Below is some data. Retype exactly the lines starting at the one with "filename src/db/users.rs" and ending at the one with "pub async fn insert_user(&self, input: &UserInput)".

+===+

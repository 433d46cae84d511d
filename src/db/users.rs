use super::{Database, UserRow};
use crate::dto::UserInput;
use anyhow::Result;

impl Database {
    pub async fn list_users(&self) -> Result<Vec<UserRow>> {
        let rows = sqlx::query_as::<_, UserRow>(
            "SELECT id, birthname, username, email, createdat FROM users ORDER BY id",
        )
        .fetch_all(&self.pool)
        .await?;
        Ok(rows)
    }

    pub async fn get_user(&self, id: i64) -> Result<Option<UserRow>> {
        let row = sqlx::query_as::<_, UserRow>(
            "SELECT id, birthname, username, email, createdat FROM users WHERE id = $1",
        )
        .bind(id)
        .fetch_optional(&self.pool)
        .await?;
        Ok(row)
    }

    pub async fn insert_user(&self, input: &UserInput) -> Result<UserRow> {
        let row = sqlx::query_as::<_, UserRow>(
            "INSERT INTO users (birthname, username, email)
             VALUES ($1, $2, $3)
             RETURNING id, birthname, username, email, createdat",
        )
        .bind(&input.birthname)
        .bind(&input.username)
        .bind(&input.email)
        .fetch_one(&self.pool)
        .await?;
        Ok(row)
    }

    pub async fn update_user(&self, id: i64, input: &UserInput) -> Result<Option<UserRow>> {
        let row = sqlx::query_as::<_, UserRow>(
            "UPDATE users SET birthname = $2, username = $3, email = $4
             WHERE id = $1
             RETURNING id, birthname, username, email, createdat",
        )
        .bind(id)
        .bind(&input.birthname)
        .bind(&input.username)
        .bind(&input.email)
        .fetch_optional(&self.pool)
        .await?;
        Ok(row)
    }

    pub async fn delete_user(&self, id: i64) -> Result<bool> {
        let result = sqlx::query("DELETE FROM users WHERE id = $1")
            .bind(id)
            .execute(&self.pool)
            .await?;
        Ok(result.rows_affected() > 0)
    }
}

+===+

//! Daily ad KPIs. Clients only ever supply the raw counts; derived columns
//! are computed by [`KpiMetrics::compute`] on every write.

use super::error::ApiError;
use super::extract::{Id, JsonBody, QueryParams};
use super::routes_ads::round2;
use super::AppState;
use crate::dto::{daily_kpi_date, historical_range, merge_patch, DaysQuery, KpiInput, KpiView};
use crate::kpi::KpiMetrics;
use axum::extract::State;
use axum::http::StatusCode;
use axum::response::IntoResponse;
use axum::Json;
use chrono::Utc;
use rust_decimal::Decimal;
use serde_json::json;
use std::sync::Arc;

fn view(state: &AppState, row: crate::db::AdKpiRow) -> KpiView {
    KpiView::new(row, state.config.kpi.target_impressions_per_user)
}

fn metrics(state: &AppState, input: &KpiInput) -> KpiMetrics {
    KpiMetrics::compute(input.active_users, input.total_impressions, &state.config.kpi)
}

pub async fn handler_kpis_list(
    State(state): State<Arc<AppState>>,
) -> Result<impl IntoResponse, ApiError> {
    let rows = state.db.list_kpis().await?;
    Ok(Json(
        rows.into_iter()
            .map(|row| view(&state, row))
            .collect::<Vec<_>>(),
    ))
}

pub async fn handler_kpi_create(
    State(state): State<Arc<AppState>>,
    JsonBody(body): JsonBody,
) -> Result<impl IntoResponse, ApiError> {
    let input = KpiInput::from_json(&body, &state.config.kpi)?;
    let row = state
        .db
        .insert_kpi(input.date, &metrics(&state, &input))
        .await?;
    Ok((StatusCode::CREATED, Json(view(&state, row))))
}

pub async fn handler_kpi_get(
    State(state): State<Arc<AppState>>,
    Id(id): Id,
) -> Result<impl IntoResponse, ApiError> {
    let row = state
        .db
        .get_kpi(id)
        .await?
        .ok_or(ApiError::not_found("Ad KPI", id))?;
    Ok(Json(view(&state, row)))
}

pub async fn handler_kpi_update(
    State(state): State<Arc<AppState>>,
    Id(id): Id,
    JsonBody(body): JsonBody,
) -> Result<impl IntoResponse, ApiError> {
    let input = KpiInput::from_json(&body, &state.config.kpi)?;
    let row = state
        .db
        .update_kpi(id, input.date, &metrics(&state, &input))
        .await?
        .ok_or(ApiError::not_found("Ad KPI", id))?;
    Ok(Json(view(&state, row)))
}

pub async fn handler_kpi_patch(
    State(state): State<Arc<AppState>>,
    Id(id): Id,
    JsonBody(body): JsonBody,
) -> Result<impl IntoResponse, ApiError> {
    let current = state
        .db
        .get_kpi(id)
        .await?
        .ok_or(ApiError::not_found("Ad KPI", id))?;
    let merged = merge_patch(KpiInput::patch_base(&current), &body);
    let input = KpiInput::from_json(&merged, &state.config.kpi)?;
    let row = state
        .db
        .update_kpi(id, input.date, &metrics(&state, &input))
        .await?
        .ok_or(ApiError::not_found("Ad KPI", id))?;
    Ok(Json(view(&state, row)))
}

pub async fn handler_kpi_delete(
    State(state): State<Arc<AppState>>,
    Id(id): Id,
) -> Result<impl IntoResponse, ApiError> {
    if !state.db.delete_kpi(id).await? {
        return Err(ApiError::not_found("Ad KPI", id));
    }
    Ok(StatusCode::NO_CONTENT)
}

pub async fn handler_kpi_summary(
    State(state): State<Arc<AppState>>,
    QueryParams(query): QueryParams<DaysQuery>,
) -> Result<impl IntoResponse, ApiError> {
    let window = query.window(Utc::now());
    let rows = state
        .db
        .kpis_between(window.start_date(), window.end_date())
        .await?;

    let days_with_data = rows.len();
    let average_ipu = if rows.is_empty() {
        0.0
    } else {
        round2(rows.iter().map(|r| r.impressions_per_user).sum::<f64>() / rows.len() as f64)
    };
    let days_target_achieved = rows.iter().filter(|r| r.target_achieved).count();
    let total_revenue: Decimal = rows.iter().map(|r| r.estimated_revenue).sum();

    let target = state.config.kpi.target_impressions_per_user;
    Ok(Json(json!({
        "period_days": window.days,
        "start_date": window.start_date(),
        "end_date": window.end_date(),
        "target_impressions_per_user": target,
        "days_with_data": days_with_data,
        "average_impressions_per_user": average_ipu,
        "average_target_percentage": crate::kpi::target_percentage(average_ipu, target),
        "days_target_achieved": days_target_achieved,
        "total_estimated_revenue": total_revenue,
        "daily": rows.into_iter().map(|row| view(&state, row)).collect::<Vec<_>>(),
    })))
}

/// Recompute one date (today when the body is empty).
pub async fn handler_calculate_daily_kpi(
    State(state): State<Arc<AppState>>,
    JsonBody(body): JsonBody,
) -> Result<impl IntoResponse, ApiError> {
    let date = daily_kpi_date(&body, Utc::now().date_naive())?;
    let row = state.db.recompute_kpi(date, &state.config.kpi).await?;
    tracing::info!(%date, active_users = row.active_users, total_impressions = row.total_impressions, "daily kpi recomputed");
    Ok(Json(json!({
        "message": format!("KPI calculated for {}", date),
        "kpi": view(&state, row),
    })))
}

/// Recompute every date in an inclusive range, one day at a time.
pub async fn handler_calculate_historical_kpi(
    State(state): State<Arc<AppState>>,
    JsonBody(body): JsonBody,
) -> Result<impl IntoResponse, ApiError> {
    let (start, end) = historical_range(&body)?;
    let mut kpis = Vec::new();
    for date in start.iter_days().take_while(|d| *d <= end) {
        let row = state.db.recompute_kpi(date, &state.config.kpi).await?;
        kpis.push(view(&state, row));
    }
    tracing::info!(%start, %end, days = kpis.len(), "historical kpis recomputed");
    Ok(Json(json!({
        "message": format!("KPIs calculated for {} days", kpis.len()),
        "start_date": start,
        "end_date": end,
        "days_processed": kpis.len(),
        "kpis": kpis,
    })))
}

+===+

- **Solution**
filename src/db/users.rs
use super::{Database, UserRow};
use crate::dto::UserInput;
use anyhow::Result;

impl Database {
    pub async fn list_users(&self) -> Result<Vec<UserRow>> {
        let rows = sqlx::query_as::<_, UserRow>(
            "SELECT id, birthname, username, email, createdat FROM users ORDER BY id",
        )
        .fetch_all(&self.pool)
        .await?;
        Ok(rows)
    }

    pub async fn get_user(&self, id: i64) -> Result<Option<UserRow>> {
        let row = sqlx::query_as::<_, UserRow>(
            "SELECT id, birthname, username, email, createdat FROM users WHERE id = $1",
        )
        .bind(id)
        .fetch_optional(&self.pool)
        .await?;
        Ok(row)
    }

    pub async fn insert_user(&self, input: &UserInput) -> Result<UserRow> {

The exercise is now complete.